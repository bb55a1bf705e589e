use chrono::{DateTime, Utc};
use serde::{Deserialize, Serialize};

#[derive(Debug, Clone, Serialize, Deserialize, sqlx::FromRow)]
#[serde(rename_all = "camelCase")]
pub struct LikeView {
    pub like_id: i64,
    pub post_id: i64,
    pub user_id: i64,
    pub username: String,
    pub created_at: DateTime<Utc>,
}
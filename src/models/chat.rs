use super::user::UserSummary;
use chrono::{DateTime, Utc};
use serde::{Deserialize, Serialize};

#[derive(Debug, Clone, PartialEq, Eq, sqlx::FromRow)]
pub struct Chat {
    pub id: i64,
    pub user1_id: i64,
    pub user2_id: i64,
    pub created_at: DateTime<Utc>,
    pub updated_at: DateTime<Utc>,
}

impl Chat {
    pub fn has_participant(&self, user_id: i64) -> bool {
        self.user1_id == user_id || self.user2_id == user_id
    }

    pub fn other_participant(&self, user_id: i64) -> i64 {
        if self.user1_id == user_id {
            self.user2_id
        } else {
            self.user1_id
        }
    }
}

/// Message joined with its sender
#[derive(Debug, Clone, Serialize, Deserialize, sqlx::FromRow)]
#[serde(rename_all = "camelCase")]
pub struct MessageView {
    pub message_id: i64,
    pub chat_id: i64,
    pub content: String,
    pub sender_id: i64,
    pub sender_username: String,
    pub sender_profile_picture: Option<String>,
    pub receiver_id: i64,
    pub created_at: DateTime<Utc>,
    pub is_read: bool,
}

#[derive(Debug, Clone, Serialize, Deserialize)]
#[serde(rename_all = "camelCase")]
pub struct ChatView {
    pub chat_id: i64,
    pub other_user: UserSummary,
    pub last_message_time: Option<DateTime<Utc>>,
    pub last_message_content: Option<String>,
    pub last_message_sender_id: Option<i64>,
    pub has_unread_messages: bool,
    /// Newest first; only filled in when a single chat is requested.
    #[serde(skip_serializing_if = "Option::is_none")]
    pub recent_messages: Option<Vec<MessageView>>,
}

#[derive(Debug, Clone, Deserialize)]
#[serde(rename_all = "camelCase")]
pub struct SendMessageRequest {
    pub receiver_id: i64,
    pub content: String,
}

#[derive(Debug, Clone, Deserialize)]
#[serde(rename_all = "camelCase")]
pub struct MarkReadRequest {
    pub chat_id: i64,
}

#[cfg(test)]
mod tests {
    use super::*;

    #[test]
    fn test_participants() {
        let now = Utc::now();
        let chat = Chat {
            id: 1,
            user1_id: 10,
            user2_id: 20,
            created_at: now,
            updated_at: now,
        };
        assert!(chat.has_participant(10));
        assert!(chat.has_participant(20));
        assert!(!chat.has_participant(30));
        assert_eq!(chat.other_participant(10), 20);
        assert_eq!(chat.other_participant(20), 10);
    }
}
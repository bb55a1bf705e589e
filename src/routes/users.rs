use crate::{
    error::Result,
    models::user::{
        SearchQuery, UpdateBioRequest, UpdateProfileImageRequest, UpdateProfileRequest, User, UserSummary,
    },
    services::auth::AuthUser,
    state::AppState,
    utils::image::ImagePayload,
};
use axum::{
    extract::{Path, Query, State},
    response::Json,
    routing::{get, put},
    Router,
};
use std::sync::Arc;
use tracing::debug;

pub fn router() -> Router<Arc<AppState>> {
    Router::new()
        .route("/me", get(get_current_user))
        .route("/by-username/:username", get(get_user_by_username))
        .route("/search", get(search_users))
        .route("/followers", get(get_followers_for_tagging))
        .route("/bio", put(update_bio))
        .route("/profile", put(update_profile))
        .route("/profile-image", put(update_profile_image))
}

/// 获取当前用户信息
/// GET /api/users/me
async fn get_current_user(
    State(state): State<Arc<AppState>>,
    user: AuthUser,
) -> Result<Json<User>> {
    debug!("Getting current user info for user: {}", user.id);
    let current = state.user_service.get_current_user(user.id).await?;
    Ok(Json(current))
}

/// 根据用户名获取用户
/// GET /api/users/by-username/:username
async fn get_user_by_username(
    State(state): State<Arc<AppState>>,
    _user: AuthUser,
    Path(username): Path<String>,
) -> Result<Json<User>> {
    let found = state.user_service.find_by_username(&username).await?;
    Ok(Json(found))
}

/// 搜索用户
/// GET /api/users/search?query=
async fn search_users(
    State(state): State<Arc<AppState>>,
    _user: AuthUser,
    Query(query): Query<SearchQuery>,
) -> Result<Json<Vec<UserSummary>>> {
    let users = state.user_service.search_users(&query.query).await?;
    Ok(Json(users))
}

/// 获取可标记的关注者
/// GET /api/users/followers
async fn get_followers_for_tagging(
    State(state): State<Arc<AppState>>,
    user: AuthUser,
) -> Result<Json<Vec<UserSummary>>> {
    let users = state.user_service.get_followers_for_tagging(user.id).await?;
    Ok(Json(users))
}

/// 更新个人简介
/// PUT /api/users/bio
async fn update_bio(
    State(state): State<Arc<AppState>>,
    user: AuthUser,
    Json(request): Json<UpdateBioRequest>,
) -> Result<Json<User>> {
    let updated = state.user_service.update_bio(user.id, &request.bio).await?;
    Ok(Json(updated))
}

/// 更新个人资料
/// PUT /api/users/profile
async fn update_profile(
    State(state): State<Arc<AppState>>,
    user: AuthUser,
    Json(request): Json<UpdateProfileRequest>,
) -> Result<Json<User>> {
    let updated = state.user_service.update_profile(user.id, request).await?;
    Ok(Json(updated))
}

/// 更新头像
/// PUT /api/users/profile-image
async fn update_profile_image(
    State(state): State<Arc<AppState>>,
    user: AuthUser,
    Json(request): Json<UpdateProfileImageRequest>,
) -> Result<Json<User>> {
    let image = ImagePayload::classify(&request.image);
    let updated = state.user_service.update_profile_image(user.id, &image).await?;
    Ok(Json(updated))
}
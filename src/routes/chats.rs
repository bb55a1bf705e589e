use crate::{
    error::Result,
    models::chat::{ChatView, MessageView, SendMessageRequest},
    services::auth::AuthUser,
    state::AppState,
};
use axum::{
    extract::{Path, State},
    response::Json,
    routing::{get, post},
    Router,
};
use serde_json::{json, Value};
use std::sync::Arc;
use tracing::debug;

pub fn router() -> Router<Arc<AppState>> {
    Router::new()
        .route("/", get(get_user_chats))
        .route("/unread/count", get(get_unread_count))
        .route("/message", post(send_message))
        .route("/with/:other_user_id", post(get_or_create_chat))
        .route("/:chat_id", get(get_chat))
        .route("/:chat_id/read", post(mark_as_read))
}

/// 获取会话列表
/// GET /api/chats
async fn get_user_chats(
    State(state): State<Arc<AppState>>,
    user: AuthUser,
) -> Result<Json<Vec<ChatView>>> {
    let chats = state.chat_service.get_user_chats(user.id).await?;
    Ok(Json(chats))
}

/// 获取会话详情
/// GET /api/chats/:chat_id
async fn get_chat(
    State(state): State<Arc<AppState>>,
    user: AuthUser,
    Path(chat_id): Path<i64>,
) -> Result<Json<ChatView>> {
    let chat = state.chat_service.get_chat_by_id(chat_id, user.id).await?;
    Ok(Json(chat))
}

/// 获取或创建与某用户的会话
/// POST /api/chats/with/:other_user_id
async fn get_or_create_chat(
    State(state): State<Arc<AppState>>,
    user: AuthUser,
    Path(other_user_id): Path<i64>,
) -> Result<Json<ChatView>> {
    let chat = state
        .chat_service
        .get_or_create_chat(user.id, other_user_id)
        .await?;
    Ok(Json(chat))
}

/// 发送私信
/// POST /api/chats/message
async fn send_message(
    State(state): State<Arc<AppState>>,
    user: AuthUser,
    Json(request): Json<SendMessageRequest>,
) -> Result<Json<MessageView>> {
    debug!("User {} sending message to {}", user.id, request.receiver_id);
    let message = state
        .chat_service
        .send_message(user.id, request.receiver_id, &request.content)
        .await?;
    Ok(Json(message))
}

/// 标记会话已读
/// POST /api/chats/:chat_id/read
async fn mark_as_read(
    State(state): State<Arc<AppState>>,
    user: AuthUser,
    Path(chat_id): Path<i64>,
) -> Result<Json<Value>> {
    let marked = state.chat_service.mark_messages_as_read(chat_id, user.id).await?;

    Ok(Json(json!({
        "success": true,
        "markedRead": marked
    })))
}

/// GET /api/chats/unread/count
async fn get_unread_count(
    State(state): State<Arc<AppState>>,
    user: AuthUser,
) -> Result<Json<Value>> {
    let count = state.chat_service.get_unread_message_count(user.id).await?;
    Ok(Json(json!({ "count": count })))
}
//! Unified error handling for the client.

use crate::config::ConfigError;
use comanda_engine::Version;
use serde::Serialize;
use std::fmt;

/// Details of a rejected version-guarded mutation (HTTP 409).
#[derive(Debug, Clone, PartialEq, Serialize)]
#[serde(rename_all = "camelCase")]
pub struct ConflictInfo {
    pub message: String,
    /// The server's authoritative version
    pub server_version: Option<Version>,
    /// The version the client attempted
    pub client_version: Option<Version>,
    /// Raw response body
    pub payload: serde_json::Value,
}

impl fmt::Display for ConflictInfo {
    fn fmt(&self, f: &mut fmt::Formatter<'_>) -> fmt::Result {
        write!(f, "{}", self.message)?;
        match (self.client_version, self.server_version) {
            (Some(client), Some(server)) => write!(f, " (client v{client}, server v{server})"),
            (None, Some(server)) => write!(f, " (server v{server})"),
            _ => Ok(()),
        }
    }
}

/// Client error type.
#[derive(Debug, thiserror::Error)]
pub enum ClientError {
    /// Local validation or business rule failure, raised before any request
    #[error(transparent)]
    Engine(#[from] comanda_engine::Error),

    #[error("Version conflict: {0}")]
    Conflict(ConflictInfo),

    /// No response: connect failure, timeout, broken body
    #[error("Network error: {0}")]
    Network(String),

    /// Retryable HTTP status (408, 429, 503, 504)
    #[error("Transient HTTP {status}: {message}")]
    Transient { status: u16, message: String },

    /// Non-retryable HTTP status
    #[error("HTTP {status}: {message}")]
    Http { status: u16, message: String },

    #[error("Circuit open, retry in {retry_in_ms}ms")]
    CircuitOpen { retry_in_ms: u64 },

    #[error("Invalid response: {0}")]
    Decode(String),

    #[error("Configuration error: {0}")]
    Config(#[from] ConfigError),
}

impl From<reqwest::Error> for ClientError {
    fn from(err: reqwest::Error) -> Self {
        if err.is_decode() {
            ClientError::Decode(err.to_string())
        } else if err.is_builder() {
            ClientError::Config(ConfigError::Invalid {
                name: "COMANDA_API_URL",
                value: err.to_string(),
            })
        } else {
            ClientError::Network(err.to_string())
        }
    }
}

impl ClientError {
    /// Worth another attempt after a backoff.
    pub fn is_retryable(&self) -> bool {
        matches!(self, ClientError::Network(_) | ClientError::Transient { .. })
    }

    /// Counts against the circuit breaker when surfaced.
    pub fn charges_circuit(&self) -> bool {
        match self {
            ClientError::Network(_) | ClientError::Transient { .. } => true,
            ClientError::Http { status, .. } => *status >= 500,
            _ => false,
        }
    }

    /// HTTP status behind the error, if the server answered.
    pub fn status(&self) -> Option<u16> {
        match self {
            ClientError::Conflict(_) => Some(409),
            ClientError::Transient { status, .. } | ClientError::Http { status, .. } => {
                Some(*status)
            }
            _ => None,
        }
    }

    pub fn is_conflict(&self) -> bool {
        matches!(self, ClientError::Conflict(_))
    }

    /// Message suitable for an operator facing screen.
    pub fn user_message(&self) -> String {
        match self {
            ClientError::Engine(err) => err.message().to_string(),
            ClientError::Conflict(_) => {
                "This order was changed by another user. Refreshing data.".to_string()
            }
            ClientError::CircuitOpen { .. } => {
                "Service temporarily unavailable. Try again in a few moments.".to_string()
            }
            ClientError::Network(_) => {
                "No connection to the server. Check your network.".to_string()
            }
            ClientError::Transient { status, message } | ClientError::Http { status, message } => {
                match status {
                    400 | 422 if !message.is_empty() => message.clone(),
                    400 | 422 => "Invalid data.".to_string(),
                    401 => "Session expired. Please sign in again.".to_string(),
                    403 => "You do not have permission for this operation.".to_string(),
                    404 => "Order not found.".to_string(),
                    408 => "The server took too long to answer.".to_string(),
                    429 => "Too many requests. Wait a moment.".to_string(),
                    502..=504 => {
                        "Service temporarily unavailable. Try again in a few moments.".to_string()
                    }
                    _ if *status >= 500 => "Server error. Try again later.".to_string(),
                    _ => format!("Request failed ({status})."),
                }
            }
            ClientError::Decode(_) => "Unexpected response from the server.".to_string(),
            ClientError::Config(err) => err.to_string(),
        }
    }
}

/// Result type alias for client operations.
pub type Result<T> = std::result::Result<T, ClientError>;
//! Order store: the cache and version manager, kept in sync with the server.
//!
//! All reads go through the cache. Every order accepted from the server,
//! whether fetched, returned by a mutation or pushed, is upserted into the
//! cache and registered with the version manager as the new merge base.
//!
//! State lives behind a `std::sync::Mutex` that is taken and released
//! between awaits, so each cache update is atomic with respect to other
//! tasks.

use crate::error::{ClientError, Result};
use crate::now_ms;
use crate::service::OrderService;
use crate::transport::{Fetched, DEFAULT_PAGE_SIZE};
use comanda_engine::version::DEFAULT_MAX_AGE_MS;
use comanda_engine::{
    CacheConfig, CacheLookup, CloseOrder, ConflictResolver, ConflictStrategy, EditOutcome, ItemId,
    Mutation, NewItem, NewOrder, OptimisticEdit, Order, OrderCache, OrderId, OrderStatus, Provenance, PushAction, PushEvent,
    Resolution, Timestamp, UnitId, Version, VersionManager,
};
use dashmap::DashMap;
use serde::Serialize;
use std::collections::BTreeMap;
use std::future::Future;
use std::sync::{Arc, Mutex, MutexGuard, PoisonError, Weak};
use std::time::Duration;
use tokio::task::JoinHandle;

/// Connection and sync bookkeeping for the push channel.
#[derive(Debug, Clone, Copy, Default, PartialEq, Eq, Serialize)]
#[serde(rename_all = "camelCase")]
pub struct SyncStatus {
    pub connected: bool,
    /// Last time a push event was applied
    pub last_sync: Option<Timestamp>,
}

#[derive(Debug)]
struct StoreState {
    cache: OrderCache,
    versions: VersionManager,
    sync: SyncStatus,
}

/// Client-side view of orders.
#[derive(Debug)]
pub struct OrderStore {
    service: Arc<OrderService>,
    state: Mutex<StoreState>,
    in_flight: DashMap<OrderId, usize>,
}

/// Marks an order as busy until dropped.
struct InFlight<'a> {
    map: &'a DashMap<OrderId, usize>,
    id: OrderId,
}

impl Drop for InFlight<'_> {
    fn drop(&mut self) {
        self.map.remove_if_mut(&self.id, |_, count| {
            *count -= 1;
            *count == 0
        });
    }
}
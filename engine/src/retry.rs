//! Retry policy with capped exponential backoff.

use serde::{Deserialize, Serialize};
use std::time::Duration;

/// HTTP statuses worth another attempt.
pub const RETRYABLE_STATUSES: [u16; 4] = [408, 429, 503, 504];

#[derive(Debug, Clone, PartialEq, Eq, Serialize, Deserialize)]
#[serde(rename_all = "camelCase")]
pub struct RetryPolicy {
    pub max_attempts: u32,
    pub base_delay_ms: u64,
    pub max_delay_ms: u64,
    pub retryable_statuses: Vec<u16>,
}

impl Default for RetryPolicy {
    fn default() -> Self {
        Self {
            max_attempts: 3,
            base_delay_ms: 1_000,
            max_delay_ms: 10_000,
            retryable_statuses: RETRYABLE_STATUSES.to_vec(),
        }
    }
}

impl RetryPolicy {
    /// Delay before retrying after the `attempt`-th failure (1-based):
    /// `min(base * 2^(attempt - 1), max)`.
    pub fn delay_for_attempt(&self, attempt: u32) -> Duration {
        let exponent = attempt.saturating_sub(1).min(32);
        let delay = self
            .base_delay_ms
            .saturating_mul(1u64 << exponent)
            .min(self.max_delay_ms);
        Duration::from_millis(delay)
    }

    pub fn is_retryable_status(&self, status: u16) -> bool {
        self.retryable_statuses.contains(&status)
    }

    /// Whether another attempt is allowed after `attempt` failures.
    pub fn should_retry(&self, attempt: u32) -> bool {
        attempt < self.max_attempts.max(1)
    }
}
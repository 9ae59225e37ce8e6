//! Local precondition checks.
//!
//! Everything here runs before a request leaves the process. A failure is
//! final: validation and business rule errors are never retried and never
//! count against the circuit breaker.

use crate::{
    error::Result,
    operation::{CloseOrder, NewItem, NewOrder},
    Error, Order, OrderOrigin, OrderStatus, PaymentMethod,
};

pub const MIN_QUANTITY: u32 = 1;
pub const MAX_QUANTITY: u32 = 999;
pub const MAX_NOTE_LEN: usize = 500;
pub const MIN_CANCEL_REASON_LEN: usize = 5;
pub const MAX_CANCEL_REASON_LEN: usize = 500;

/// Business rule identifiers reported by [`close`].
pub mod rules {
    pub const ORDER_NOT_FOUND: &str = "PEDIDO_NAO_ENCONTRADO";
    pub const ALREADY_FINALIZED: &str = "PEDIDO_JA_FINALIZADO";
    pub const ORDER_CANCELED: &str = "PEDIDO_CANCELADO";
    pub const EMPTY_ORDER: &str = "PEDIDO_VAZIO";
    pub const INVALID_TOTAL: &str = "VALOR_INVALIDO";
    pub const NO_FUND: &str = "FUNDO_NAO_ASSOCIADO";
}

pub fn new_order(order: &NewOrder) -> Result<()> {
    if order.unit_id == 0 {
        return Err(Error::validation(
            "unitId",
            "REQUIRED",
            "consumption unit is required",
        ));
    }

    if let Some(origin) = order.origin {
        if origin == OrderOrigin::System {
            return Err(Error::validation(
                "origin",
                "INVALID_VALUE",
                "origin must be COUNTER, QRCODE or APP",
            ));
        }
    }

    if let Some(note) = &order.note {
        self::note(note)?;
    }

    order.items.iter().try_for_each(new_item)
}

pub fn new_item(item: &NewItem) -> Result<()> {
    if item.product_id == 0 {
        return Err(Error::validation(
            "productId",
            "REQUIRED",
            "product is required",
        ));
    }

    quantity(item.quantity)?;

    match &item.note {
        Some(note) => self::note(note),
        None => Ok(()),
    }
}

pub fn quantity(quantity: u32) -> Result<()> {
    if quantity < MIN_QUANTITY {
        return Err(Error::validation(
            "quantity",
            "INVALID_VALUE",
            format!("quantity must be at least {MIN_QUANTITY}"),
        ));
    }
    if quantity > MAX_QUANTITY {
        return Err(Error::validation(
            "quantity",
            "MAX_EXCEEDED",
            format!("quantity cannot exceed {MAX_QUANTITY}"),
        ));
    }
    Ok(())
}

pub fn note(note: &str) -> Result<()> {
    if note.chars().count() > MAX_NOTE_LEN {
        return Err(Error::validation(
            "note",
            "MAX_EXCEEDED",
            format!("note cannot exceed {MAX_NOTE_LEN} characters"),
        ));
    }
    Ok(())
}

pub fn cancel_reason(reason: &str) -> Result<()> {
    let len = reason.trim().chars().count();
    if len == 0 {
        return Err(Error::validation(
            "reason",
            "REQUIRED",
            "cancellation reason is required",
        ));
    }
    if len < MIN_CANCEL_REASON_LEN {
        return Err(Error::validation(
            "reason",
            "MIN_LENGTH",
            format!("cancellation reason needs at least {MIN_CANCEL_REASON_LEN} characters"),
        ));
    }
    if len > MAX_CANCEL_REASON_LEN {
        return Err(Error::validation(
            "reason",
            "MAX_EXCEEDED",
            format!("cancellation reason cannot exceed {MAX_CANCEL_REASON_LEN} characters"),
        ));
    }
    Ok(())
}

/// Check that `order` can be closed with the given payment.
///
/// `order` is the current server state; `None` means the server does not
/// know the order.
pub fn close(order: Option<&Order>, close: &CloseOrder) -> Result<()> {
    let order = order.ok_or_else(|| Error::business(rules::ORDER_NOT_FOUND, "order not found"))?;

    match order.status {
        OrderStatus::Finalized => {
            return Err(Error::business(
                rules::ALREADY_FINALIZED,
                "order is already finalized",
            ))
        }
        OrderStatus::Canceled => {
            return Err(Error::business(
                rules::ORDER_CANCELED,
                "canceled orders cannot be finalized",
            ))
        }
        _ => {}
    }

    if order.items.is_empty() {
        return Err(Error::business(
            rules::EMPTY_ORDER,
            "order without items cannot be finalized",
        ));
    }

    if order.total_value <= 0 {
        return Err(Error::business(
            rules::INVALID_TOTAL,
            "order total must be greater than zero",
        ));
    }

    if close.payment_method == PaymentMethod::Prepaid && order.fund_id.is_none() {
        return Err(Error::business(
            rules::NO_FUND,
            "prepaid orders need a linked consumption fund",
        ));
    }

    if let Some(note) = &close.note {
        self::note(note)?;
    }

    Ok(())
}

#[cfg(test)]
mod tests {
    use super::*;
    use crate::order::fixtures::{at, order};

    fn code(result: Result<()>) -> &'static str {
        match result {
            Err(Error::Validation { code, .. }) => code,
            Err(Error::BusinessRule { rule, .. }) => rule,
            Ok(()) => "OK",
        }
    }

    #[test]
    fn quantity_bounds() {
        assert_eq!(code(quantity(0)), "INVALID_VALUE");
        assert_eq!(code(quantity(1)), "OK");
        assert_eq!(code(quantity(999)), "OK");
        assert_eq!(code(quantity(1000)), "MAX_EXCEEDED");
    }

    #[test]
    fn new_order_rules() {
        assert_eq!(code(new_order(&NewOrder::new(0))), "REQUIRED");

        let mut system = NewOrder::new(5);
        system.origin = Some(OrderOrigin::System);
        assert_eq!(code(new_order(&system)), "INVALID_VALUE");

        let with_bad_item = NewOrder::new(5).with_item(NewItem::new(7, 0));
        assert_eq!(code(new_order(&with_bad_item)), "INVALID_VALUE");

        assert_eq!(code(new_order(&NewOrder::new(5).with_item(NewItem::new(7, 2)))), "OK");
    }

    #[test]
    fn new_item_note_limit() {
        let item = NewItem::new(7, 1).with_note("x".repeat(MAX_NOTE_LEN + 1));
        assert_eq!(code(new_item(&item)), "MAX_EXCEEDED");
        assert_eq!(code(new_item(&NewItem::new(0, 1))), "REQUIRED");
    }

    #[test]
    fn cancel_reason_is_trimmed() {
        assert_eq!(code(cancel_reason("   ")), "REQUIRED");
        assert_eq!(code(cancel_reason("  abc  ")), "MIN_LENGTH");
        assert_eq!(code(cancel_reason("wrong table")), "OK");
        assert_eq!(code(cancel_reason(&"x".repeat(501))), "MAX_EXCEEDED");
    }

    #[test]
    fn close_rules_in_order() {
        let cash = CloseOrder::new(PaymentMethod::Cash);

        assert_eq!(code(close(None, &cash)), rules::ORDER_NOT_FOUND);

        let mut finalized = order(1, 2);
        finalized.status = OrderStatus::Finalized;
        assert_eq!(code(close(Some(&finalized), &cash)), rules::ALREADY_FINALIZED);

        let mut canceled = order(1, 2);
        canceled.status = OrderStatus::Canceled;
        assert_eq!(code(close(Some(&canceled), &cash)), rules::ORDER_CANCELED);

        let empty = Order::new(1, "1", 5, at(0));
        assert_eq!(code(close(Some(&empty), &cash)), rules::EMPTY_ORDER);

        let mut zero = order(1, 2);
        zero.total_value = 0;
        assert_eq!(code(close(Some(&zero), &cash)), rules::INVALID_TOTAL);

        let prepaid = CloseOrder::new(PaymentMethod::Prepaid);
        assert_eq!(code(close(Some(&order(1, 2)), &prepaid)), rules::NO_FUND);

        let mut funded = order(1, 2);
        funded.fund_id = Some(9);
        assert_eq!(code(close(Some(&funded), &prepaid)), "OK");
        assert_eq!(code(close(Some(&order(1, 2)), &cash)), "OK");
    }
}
···
▸ What to produce: Your reply should be a single number: the count of lines above that include the string "data".

▸ Answer space: 2